Understanding Learning Styles, Motivation, and CLIL in Education
Learning Styles
Learning style is the way individuals approach the task of learning. It involves control, autonomy, and cognitive regulation of the learning process.
Styles are tendencies that change with age and in different situations.
Learning strategies are specific actions, behaviors, steps, or techniques students use, often consciously, to improve their progress in apprehending, internalizing, and using the foreign language.
- Metacognitive: Regulate their learning process.
- Affective: Learners’ emotional requirements.
- Social strategies: Increased interaction with L2.
- Cognitive: Understood as the mental strategies learners use to make sense of their learning.
Choose One Learning Style
Visual learners:
- Enjoy remembering scenes, objects, or faces many years later.
- Enjoy graphs, charts, posters, and displays.
- See words
- Look upwards
- Use predicates: “I see what you mean.”
Motivation
Differences in intensity and direction of behavior. It is the state that results from a combination of individual needs and desires of the situation.
- Integrative motivation: To learn the language in order to relate to the target language culture.
- Instrumental motivation: Concerned with students’ practical reasons for learning the foreign language.
Multiple Intelligences: Gardner
- Linguistic intelligence.
- Logical/mathematical intelligence.
- Visual intelligence.
- Musical intelligence.
- Interpersonal intelligence.
- Intrapersonal intelligence.
- Kinesthetic intelligence.
- Environmental intelligence.
- Existential intelligence.
Nine Golden Rules for Educators
Explain one:
- Include all pupils: Diversity should be recognized and respected. Let the pupils discover for themselves how to work together with their peers. Similar work may need to be done at parent-teacher meetings.
- Communicate.
- Manage the classroom.
- Plan your lessons.
- Plan for individuals and give individual help.
- Use assistive aids.
- Manage behavior.
- Work together: Take time to observe how other teachers manage their classes and invite colleagues to watch your teaching.
Classroom Management: Focus on Information
- Classroom language: The FL classroom is a good context for real communication to take place, and English may be used in it for a variety of purposes. No matter how intense the use of the FL may be in the classroom, there will always be a role for the L1, ideally a complementary one. For an acceptable input to be provided in the FL, it is necessary that this is contextualized, repeated, and varied.
- The PPP approach: Presentation-Practice-Production approach. At the presentation stage, the teacher introduces a particular language item. During the practice stage, the teacher usually proceeds from providing controlled manipulation of the language to a more guided production. In the production stage, the learners’ attention is less directed to practice where the focus is primarily on communication and fluency.
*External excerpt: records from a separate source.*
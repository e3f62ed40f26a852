//! Denormalized list counters
//!
//! `todo_count` and `completed_todo_count` on a list are read-path copies
//! of state that lives in the todos. They are always recomputed from a
//! full scan of the list's todos and written in one update; nothing ever
//! increments them in place.

use roster_core::ListId;
use roster_storage::SharedStore;
use tracing::{debug, warn};

/// Recomputes list counters after todo mutations.
pub struct CounterMaintainer {
    store: SharedStore,
}

impl CounterMaintainer {
    pub fn new(store: SharedStore) -> Self {
        Self { store }
    }

    /// Recomputes both counters for `list_id` and persists them.
    ///
    /// Failures are logged and swallowed: a list deleted mid-operation is
    /// a no-op, and a write failure leaves a stale counter that the next
    /// mutation corrects.
    pub async fn recompute(&self, list_id: ListId) {
        let todos = match self.store.todos_for_list(list_id).await {
            Ok(todos) => todos,
            Err(e) => {
                warn!("counter recompute for list {} failed to read: {}", list_id, e);
                return;
            }
        };
        let todo_count = todos.len() as u64;
        let completed = todos.iter().filter(|t| t.completed).count() as u64;

        match self
            .store
            .update_list_counters(list_id, todo_count, completed)
            .await
        {
            Ok(true) => debug!(
                "recomputed counters for list {}: {}/{} completed",
                list_id, completed, todo_count
            ),
            Ok(false) => debug!("list {} is gone, skipping counter write", list_id),
            Err(e) => warn!("counter write for list {} failed: {}", list_id, e),
        }
    }
}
- Giving instruction: Effective instructions contribute to the success of a lesson. Some recommendations: plan your instructions for class activities, attract the students’ attention before giving instructions, use simple, easy-to-understand language, demonstrate and give examples, and get feedback from the students.
- Giving feedback: Feedback may be provided to children in either formal or informal ways from a variety of sources.
What is CLIL?
CLIL aims to introduce students to new ideas and concepts in traditional curriculum subjects, using the foreign language as the medium of communication. In other words, to enhance the pupils’ learning experience by exploiting the synergies between the two subjects.
Content and Language Integrated Learning
Involves teaching curricular subjects through the medium of a language other than that normally used. The subject can be entirely unrelated to language learning.
For example, history lessons being taught in English in a school in Spain. CLIL is taking place and has been found to be effective in all sectors of education, from primary.
Teachers working with CLIL are fluent speakers of the target language, bilingual, or native speakers.
Four Benefits of CLIL
- Builds intercultural knowledge and understanding.
- Develops multilingual interests and attitudes.
- Does not require extra teaching hours.
- Diversifies methods and forms of classroom practice.